-------- Supplied records

//! # Numbering State
//!
//! The process-wide document number generator.

use std::sync::Arc;

use fatura_core::{CounterStore, DocumentNumberGenerator};

/// Shared handle to one [`DocumentNumberGenerator`].
///
/// Every document of the process must allocate through the same generator
/// so allocations are serialized.
#[derive(Debug)]
pub struct NumberingState<S> {
    generator: Arc<DocumentNumberGenerator<S>>,
}

impl<S: CounterStore> NumberingState<S> {
    /// Creates the generator over `store` using `counter_key`.
    pub fn new(store: S, counter_key: impl Into<String>) -> Self {
        NumberingState {
            generator: Arc::new(DocumentNumberGenerator::with_key(store, counter_key)),
        }
    }

    /// The shared generator.
    pub fn generator(&self) -> &DocumentNumberGenerator<S> {
        &self.generator
    }
}

impl<S> Clone for NumberingState<S> {
    fn clone(&self) -> Self {
        NumberingState {
            generator: Arc::clone(&self.generator),
        }
    }
}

----------------

Your reply must be one number: the count of lines in the records above that contain the string "CounterStore".

- [Written response] 2